Prompt: Provide the number of lines in the entries below containing "into", with no further words.

Stored data:
☆ ☆ ☆
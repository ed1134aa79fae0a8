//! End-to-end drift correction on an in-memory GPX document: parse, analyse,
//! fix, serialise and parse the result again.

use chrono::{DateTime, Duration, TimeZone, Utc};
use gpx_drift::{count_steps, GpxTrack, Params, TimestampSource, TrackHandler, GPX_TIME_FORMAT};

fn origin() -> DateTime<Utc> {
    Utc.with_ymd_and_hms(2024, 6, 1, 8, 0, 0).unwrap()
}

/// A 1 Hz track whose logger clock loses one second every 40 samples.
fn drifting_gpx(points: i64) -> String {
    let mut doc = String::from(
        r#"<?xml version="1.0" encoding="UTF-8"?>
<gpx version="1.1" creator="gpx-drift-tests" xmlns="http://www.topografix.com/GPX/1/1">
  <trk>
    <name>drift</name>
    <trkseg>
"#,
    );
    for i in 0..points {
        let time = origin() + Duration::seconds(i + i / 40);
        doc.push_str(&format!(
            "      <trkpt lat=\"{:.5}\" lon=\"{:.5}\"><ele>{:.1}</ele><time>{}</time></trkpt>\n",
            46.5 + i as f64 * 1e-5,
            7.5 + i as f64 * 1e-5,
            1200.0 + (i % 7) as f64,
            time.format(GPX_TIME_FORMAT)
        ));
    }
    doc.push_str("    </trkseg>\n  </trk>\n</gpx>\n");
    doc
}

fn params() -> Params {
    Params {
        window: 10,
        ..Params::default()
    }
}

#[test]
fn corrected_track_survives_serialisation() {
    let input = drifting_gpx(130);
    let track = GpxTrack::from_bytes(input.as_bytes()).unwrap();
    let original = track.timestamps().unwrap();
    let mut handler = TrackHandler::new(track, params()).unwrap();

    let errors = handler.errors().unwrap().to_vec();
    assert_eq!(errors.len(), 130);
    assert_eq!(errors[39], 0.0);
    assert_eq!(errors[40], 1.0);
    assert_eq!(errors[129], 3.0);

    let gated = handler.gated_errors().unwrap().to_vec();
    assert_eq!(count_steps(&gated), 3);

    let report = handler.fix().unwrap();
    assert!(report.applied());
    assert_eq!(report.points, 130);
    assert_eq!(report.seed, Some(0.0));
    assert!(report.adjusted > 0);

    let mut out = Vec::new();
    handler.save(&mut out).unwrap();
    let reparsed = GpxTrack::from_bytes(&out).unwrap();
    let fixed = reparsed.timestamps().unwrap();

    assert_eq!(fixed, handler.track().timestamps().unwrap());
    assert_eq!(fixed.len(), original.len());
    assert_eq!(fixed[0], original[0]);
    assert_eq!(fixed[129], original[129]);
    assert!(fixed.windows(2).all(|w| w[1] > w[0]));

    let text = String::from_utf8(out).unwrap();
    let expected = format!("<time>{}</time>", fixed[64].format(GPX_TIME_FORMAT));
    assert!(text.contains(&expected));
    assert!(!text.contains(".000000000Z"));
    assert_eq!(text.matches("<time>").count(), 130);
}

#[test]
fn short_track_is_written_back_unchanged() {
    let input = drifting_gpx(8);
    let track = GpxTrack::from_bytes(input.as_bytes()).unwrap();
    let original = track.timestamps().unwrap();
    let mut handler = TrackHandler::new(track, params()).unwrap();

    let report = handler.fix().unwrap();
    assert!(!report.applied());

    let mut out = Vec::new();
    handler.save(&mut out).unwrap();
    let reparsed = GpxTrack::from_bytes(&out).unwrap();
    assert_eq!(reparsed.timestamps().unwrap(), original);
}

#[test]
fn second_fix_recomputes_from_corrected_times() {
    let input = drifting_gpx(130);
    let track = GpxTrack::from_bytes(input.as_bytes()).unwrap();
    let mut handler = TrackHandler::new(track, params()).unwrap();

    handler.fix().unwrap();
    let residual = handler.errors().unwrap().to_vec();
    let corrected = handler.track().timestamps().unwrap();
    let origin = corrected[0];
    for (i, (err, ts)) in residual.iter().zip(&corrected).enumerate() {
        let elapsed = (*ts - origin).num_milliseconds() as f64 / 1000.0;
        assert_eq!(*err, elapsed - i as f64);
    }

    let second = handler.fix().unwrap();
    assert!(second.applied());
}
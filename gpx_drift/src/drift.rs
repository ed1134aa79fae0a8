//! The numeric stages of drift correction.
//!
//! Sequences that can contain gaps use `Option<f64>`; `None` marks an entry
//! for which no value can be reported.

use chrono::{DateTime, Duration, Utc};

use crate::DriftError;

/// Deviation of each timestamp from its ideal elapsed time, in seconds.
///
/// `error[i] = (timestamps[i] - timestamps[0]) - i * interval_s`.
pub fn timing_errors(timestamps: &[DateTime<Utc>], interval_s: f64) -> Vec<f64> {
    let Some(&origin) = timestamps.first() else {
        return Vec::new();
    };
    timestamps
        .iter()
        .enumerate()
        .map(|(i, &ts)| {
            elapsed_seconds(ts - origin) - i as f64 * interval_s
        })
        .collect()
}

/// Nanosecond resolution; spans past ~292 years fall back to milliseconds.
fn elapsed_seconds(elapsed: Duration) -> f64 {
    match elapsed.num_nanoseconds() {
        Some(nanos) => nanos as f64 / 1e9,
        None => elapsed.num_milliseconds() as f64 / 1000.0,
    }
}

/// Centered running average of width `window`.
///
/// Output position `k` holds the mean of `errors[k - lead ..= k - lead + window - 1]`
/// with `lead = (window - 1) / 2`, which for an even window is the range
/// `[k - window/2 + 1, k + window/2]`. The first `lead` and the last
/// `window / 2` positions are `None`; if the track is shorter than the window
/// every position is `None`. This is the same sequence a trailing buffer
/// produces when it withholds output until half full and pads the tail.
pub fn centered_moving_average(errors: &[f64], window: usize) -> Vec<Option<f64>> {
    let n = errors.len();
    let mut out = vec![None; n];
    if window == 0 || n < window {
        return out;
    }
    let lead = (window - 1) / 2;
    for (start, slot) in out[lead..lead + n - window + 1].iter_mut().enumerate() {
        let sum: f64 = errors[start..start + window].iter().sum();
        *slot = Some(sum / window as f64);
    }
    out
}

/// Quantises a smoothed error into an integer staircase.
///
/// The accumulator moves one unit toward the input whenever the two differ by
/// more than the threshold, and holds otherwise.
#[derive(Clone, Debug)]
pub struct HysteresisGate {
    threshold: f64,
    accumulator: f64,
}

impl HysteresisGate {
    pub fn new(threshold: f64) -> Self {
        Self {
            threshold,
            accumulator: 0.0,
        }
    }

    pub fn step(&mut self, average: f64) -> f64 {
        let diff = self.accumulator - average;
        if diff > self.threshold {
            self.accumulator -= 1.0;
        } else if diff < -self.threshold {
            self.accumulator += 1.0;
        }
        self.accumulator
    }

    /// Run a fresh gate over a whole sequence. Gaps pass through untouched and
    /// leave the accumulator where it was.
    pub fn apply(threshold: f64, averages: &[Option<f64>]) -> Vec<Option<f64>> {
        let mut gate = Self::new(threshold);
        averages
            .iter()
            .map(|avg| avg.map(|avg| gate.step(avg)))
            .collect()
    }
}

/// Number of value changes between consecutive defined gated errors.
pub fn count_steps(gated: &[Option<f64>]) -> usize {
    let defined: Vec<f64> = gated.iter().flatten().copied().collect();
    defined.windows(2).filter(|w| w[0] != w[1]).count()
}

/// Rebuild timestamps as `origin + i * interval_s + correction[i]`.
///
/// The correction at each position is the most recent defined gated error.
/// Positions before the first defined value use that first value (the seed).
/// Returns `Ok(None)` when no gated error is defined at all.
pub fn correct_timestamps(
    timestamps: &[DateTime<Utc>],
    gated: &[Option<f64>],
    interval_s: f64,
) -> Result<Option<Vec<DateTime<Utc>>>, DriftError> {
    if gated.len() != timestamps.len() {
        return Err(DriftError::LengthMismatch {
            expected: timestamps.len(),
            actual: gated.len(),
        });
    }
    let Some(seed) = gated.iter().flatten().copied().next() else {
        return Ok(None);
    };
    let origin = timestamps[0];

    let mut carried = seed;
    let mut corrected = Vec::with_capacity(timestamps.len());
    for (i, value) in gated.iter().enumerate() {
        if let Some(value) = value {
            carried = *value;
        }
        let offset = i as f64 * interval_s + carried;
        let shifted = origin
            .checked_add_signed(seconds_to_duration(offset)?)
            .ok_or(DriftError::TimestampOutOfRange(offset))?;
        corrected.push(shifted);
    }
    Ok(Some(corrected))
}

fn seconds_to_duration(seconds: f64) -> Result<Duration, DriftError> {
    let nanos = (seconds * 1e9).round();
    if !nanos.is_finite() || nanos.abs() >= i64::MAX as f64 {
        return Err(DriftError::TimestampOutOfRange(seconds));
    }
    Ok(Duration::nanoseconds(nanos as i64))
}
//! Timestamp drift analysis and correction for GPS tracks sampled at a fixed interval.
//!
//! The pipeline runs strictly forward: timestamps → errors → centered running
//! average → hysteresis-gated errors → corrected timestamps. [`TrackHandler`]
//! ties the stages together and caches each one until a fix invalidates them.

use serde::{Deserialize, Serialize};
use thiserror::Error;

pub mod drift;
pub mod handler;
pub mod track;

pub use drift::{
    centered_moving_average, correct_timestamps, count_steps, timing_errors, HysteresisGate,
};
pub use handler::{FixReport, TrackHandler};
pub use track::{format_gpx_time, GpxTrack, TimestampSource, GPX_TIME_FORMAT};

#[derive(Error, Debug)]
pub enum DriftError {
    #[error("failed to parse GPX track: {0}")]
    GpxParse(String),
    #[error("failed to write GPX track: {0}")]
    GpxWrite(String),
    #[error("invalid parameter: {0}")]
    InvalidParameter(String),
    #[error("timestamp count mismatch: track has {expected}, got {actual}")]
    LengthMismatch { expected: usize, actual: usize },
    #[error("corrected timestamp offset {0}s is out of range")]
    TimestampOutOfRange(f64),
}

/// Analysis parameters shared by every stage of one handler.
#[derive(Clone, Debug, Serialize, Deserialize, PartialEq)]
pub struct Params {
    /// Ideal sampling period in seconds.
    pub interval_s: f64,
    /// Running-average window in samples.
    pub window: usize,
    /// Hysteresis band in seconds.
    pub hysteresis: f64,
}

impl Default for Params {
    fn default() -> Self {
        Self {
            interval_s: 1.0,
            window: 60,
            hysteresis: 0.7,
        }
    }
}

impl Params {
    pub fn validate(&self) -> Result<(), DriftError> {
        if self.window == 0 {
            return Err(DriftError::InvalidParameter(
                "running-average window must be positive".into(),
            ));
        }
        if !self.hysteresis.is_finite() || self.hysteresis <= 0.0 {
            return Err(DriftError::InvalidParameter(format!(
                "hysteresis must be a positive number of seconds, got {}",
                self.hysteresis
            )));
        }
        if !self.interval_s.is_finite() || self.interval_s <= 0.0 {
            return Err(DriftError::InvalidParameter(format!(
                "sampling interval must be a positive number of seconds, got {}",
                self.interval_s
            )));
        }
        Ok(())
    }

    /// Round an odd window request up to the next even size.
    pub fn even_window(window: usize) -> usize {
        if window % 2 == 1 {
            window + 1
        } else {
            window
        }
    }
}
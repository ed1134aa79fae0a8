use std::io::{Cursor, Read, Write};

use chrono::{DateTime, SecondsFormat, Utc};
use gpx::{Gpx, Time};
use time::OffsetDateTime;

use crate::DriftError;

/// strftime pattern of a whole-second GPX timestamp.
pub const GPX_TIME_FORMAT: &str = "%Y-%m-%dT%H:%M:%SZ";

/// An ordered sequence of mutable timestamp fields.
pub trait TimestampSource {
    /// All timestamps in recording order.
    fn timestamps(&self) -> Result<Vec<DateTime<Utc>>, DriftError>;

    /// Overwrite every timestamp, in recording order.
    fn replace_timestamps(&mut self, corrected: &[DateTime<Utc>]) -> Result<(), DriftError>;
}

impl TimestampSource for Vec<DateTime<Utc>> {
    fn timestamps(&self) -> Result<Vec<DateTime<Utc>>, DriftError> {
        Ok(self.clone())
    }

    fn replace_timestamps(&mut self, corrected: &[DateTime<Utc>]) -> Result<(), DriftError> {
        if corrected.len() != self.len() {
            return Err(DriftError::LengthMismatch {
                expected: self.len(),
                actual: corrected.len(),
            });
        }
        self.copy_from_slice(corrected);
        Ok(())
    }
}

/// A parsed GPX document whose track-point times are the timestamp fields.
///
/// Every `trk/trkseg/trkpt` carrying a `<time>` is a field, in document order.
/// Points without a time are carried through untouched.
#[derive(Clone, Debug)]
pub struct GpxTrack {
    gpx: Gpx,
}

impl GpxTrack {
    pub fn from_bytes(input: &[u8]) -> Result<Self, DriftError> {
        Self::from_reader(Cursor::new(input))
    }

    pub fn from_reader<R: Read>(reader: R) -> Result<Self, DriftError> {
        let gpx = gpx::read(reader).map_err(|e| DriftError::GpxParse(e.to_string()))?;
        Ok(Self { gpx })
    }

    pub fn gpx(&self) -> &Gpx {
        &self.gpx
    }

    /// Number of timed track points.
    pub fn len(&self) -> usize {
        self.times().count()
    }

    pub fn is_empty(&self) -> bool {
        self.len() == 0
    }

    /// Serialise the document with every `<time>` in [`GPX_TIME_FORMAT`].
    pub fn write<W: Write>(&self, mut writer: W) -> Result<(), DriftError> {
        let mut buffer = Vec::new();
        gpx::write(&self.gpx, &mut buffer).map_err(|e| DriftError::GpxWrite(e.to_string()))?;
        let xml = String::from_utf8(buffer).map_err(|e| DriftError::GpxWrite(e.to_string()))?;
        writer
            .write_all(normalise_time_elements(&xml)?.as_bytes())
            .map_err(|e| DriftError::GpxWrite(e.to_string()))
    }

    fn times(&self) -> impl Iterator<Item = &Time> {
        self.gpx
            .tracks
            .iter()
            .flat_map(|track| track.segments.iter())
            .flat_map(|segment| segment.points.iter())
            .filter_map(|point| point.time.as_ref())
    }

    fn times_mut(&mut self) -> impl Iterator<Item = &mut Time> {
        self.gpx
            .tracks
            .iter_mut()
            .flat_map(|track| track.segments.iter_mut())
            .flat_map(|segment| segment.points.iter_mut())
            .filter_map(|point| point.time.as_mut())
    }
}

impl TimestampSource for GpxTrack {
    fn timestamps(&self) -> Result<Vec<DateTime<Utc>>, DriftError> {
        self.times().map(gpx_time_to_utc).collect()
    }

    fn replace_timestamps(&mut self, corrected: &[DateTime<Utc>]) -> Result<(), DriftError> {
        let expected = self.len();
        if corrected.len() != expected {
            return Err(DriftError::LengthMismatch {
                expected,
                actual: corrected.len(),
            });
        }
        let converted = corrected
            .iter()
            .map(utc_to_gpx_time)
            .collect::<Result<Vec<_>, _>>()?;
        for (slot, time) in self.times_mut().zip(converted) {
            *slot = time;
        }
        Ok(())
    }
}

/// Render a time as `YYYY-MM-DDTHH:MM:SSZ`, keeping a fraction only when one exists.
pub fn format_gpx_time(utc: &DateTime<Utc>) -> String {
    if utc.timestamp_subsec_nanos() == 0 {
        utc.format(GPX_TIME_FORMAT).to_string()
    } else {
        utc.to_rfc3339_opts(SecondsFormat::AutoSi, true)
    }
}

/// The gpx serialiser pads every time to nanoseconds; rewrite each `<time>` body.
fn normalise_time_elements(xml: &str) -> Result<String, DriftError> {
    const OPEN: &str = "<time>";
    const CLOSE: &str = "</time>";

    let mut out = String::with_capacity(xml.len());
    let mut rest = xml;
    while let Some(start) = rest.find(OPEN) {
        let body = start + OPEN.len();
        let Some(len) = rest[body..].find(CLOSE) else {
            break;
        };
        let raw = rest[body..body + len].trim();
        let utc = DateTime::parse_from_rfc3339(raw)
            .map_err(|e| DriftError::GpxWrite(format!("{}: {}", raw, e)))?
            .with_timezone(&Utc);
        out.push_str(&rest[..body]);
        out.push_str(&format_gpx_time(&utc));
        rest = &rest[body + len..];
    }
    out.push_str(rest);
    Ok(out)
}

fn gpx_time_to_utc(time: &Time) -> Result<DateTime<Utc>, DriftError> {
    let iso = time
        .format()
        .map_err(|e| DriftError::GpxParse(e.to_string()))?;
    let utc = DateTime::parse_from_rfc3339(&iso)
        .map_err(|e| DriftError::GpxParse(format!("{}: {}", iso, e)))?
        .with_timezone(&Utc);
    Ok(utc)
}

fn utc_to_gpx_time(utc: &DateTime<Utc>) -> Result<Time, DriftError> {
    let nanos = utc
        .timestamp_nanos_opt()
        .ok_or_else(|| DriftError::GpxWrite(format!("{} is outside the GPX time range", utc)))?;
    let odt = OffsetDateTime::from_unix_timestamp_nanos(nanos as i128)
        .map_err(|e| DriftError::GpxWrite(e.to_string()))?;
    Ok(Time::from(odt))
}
☆ ☆ ☆
Written solution: 2